With one exception I have only ever visited the cinema in the UK and had always assumed that mine was a universal experience. One day a chance conversation made me wonder if perhaps I was being naïve and so I set myself the challenge to find out what people living in Chesham but born in another country recalled about cinema in their homeland. I am very grateful to everyone who gave up their time to give me such an insight often reviving memories that they had forgotten.
Today I am speaking to Gello Illczuk who came to Chesham in 2012 but is originally from Komarowka Podlaska in East Poland
Gello has owned Brazils, a much loved Chesham Café, since 2013.
Gello arrived in the UK in 2000 aged 24 and unable to speak English as the only language he could learn at school was Russian. For 9 years Gello worked in the kitchens of restaurants in Marlow then moved to Nottingham before returning to Chesham. He enjoys playing football and his beloved guitar and also collects vinyls which he plays on his recently purchased 1977 record playe.Having known Gello for a number of years, imagine my surprise to learn that he is something of a cinema buff.
1) How does the cinema here differ from that in Poland?

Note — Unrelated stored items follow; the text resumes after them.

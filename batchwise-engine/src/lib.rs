//! Batchwise engine library
//!
//! Groups independent inference requests of the same type into batches and
//! executes each batch as a single call to an external inference service,
//! trading a bounded amount of latency for fewer, cheaper calls.
//!
//! ```no_run
//! use std::sync::Arc;
//! use std::time::Duration;
//!
//! use batchwise_engine::{BatchEngine, EngineConfig, EnqueueOptions, RequestType, SimulatedClient};
//! use serde_json::json;
//!
//! #[tokio::main]
//! async fn main() -> Result<(), batchwise_engine::EngineError> {
//!     let engine = BatchEngine::new(EngineConfig::default(), Arc::new(SimulatedClient::new()))?;
//!
//!     let ack = engine.enqueue(
//!         RequestType::BILLING_CODES,
//!         json!({ "note": "Follow-up visit for type 2 diabetes" }),
//!         EnqueueOptions::default(),
//!     )?;
//!     let result = engine.await_result(ack.request_id, Duration::from_secs(10)).await?;
//!     println!("{:?}", result.result);
//!
//!     engine.shutdown().await;
//!     Ok(())
//! }
//! ```

pub mod batcher;
pub mod client;
pub mod engine;
pub mod error;
pub mod metrics;
pub mod results;
pub mod savings;
pub mod sink;
pub mod templates;
pub mod types;

pub use batcher::{BatchConfig, EngineConfig, MetricsSnapshot};
pub use client::{HttpInferenceClient, InferenceCall, InferenceClient, InferenceResponse, SimulatedClient, SimulatedReply};
pub use engine::{BatchEngine, EngineBuilder};
pub use error::{ClientError, ConfigError, EngineError, SinkError};
pub use savings::{FixedMultiplier, PerRequestBaseline, SavingsEstimator};
pub use sink::{BatchRecord, HttpMetricsSink, MemorySink, MetricsSink, NoopSink, TracingSink};
pub use templates::{PromptTemplate, TemplateRegistry};
pub use types::{
    BatchId, BatchResult, EnqueueOptions, Enqueued, ExecutionFailure, FailureKind, InferenceRequest,
    InferenceResult, Priority, QueueStats, RequestId, RequestType, ResultLookup, ResultStatus,
};
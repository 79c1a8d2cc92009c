//! Estimates of what a batch would have cost as individual calls.
//!
//! The default is a fixed multiplier over the observed batch cost. It is an
//! approximation, so the estimator is a trait and can be replaced, for
//! example with per-type baselines measured from unbatched traffic.

use std::collections::HashMap;

use crate::types::RequestType;

/// Estimate of unbatched cost for one executed batch
pub trait SavingsEstimator: Send + Sync {
    /// Cost the batch's requests would have incurred one by one
    fn individual_cost(&self, request_type: &RequestType, batch_size: usize, batch_cost: f64) -> f64;

    /// `individual_cost - batch_cost`, never negative
    fn savings(&self, request_type: &RequestType, batch_size: usize, batch_cost: f64) -> f64 {
        (self.individual_cost(request_type, batch_size, batch_cost) - batch_cost).max(0.0)
    }
}

/// `batch_cost * multiplier`
#[derive(Debug, Clone, Copy, PartialEq)]
pub struct FixedMultiplier(pub f64);

impl Default for FixedMultiplier {
    fn default() -> Self {
        Self(2.5)
    }
}

impl SavingsEstimator for FixedMultiplier {
    fn individual_cost(&self, _request_type: &RequestType, batch_size: usize, batch_cost: f64) -> f64 {
        if batch_size == 0 {
            return 0.0;
        }
        batch_cost * self.0
    }
}

/// Known per-request cost for each type, with a multiplier fallback for others
#[derive(Debug, Clone, Default)]
pub struct PerRequestBaseline {
    baselines: HashMap<RequestType, f64>,
    fallback: FixedMultiplier,
}

impl PerRequestBaseline {
    pub fn new(fallback: FixedMultiplier) -> Self {
        Self { baselines: HashMap::new(), fallback }
    }

    /// Set the cost of a single unbatched call for a type
    pub fn with_baseline(mut self, request_type: RequestType, cost_per_request: f64) -> Self {
        self.baselines.insert(request_type, cost_per_request);
        self
    }
}

impl SavingsEstimator for PerRequestBaseline {
    fn individual_cost(&self, request_type: &RequestType, batch_size: usize, batch_cost: f64) -> f64 {
        match self.baselines.get(request_type) {
            Some(per_request) => per_request * batch_size as f64,
            None => self.fallback.individual_cost(request_type, batch_size, batch_cost),
        }
    }
}
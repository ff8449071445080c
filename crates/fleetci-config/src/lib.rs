//! KDL configuration parsing for FleetCI.
//!
//! This crate handles parsing of:
//! - Coordinator configuration (listen address, storage, agent tokens, shutdown)
//! - Agent configuration (coordinator endpoint, capacity, capabilities)

pub mod agent;
pub mod coordinator;
pub mod error;
pub mod logging;
mod nodes;

pub use agent::{AgentConfig, load_agent_config, parse_agent_config, parse_coordinator_url};
pub use coordinator::{
    CoordinatorConfig, ShutdownConfig, load_coordinator_config, parse_coordinator_config,
};
pub use error::{ConfigError, ConfigResult};
pub use logging::LogFormat;
//! AES-256-GCM encryption of credential secrets.
//!
//! Stored values have the form `hex(iv):hex(auth_tag):hex(ciphertext)` with a
//! 12-byte IV and a 16-byte authentication tag.

use aes_gcm::{
    Aes256Gcm, Nonce,
    aead::{Aead, KeyInit},
};
use rand::Rng;
use thiserror::Error;

const IV_LEN: usize = 12;
const TAG_LEN: usize = 16;
const KEY_LEN: usize = 32;

/// Errors from encrypting or decrypting secrets.
///
/// None of the variants carry the secret or the stored payload.
#[derive(Debug, Error, PartialEq, Eq)]
pub enum CryptoError {
    #[error("invalid key: expected 32 hex-encoded bytes")]
    InvalidKey,

    #[error("stored value is not in iv:tag:ciphertext form")]
    Format,

    #[error("authentication failed")]
    Authentication,

    #[error("decrypted value is not valid UTF-8")]
    Utf8,

    #[error("encryption failed")]
    Encryption,
}

/// Symmetric cipher bound to one key.
#[derive(Clone)]
pub struct SecretCipher {
    cipher: Aes256Gcm,
}

impl std::fmt::Debug for SecretCipher {
    fn fmt(&self, f: &mut std::fmt::Formatter<'_>) -> std::fmt::Result {
        f.debug_struct("SecretCipher").finish_non_exhaustive()
    }
}

impl SecretCipher {
    pub fn new(key: &[u8]) -> Result<Self, CryptoError> {
        if key.len() != KEY_LEN {
            return Err(CryptoError::InvalidKey);
        }
        let cipher = Aes256Gcm::new_from_slice(key).map_err(|_| CryptoError::InvalidKey)?;
        Ok(Self { cipher })
    }

    pub fn from_hex_key(key: &str) -> Result<Self, CryptoError> {
        let bytes = hex::decode(key.trim()).map_err(|_| CryptoError::InvalidKey)?;
        Self::new(&bytes)
    }

    pub fn encrypt(&self, plaintext: &str) -> Result<String, CryptoError> {
        let iv: [u8; IV_LEN] = rand::thread_rng().r#gen();
        let sealed = self
            .cipher
            .encrypt(Nonce::from_slice(&iv), plaintext.as_bytes())
            .map_err(|_| CryptoError::Encryption)?;

        // aes-gcm appends the tag to the ciphertext.
        let (ciphertext, tag) = sealed.split_at(sealed.len() - TAG_LEN);
        Ok(format!(
            "{}:{}:{}",
            hex::encode(iv),
            hex::encode(tag),
            hex::encode(ciphertext)
        ))
    }

    pub fn decrypt(&self, stored: &str) -> Result<String, CryptoError> {
        let (iv, tag, ciphertext) = split_stored(stored)?;

        let mut sealed = ciphertext;
        sealed.extend_from_slice(&tag);
        let plaintext = self
            .cipher
            .decrypt(Nonce::from_slice(&iv), sealed.as_slice())
            .map_err(|_| CryptoError::Authentication)?;

        String::from_utf8(plaintext).map_err(|_| CryptoError::Utf8)
    }

    /// Decrypt, treating a value that is not in the stored format as plaintext.
    ///
    /// Only for stores that still hold values written before encryption was
    /// enabled. Values that look encrypted but fail authentication are still
    /// rejected.
    pub fn decrypt_legacy(&self, stored: &str) -> Result<String, CryptoError> {
        match self.decrypt(stored) {
            Err(CryptoError::Format) => {
                tracing::warn!(
                    "Credential value is not encrypted; re-save it to migrate to encrypted storage"
                );
                Ok(stored.to_string())
            }
            other => other,
        }
    }
}

/// Whether a stored value has the encrypted shape, without decrypting it.
pub fn is_encrypted(stored: &str) -> bool {
    split_stored(stored).is_ok()
}

fn split_stored(stored: &str) -> Result<([u8; IV_LEN], [u8; TAG_LEN], Vec<u8>), CryptoError> {
    let mut parts = stored.split(':');
    let (Some(iv), Some(tag), Some(ciphertext), None) =
        (parts.next(), parts.next(), parts.next(), parts.next())
    else {
        return Err(CryptoError::Format);
    };

    let mut iv_bytes = [0u8; IV_LEN];
    hex::decode_to_slice(iv, &mut iv_bytes).map_err(|_| CryptoError::Format)?;
    let mut tag_bytes = [0u8; TAG_LEN];
    hex::decode_to_slice(tag, &mut tag_bytes).map_err(|_| CryptoError::Format)?;
    let ciphertext = hex::decode(ciphertext).map_err(|_| CryptoError::Format)?;

    Ok((iv_bytes, tag_bytes, ciphertext))
}

#[cfg(test)]
mod tests {
    use super::*;

    const KEY: &str = "000102030405060708090a0b0c0d0e0f101112131415161718191a1b1c1d1e1f";

    fn cipher() -> SecretCipher {
        SecretCipher::from_hex_key(KEY).unwrap()
    }

    #[test]
    fn test_stored_format() {
        let stored = cipher().encrypt("hunter2").unwrap();
        let parts: Vec<&str> = stored.split(':').collect();
        assert_eq!(parts.len(), 3);
        assert_eq!(parts[0].len(), IV_LEN * 2);
        assert_eq!(parts[1].len(), TAG_LEN * 2);
        assert_eq!(parts[2].len(), "hunter2".len() * 2);
        assert!(is_encrypted(&stored));
        assert_eq!(cipher().decrypt(&stored).unwrap(), "hunter2");
    }

    #[test]
    fn test_fresh_iv_per_encryption() {
        let c = cipher();
        assert_ne!(c.encrypt("same").unwrap(), c.encrypt("same").unwrap());
    }

    #[test]
    fn test_tampered_ciphertext_rejected() {
        let stored = cipher().encrypt("hunter2").unwrap();
        let mut parts: Vec<String> = stored.split(':').map(String::from).collect();
        let flipped = if parts[2].starts_with('0') { "1" } else { "0" };
        parts[2].replace_range(0..1, flipped);
        let tampered = parts.join(":");
        assert_eq!(cipher().decrypt(&tampered), Err(CryptoError::Authentication));
    }

    #[test]
    fn test_wrong_key_rejected() {
        let stored = cipher().encrypt("hunter2").unwrap();
        let other = SecretCipher::new(&[7u8; 32]).unwrap();
        assert_eq!(other.decrypt(&stored), Err(CryptoError::Authentication));
    }

    #[test]
    fn test_malformed_rejected() {
        assert_eq!(cipher().decrypt("plain-password"), Err(CryptoError::Format));
        assert_eq!(cipher().decrypt("aa:bb"), Err(CryptoError::Format));
        assert_eq!(cipher().decrypt("zz:zz:zz"), Err(CryptoError::Format));
    }

    #[test]
    fn test_legacy_plaintext_opt_in() {
        let c = cipher();
        assert_eq!(c.decrypt_legacy("plain-password").unwrap(), "plain-password");

        let stored = c.encrypt("hunter2").unwrap();
        assert_eq!(c.decrypt_legacy(&stored).unwrap(), "hunter2");
    }

    #[test]
    fn test_invalid_key() {
        assert!(SecretCipher::from_hex_key("abcd").is_err());
        assert!(SecretCipher::from_hex_key("not hex").is_err());
    }
}
//! Executor error types.

use fleetci_core::executor::ResolveError;
use thiserror::Error;

#[derive(Debug, Error)]
pub enum ExecutorError {
    #[error(transparent)]
    Resolve(#[from] ResolveError),

    #[error("executor {executor} cannot run a {payload} payload")]
    PayloadMismatch { executor: String, payload: String },

    #[error("working directory {0:?} must be a relative path inside the agent work root")]
    WorkingDirectory(String),

    #[error("failed to start process: {0}")]
    Spawn(String),

    #[error("IO error: {0}")]
    Io(#[from] std::io::Error),
}

impl ExecutorError {
    /// Configuration problems are reported once and never retried.
    pub fn is_configuration(&self) -> bool {
        matches!(
            self,
            ExecutorError::Resolve(_)
                | ExecutorError::PayloadMismatch { .. }
                | ExecutorError::WorkingDirectory(_)
        )
    }
}

pub type ExecutorResult<T> = std::result::Result<T, ExecutorError>;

Gello - The first cinema that I visited in the UK was in Henley on Thames which made me think that all cinemas in UK would be the same (well upholstered).
2) What is your first memory of going to the cinema as a child?
Gello - My first memory is that of going to school and watching the propaganda films before every film. In the UK we see adverts but in communist Poland it was a 4 or 5 minute propaganda film either how good the system was or how bad it was in some other country. For example I recall that when we suffered a plague of caterpillars that attacked the potato crop we were shown a film shortly afterwards that explained that the ‘Stonka’ had been dropped from a USA aircraft flying overhead to destroy our harvest. Stonka is Polish for the Colarodo beetle - (one for the conspiracy theorists possibly?)
3) What was the first film that you recall seeing?
Gello - The very first film that I saw was called KRZYZACY which translates as ‘Crusaders.’ You see I lived in a village so the nearest cinema was 50 km away and I never saw children’s films until I was 12 or 13 years old. So my very first film was a trip to the county town of Biala Podlaska as part of a school trip with our history teacher.
4) How expensive was it to visit the cinema?
Gello – By today’s prices it is the equivalent of £3.50 to see blockbuster in a modern cinema in Poland.
We were ordered to see films as part of organised trips from school so they would be free because before the main feature they showed us the propaganda film.
5) What is the etiquette in the cinema in Poland?
Gello -After the fall of communism from the age of 14 to 18 I was given permission to leave school early in order to travel the 50km by bus from our village to the Youth Film Academy MAF as I had shown an early interest in film. The journey by bus took 1.5 to 2 hours as we had to stop at all the villages between to pick up people. There were few if any adverts, but there was a full discussion of the film at the end. Sometimes the discussion took longer than the film itself.
I recall that once after a showing of Kenneth Branagh’s, Much ado about nothing the entire cinema stood to applaud.
Smoking was forbidden in cinemas but young people would try to smuggle in alcohol and cigarettes. If you were caught smoking or drinking vodka you would be escorted out and there was no second chance or right of appeal.
6) When I was a child the only food eaten in the cinema was tubs of ice cream or choc ice, Orange Juice and hot dogs. What kind of food could you buy at the cinema?
Gello - No food was allowed in MAF one had to respect the person sitting next to you so no talking or eating; food was introduced after the fall of communism by the big western world.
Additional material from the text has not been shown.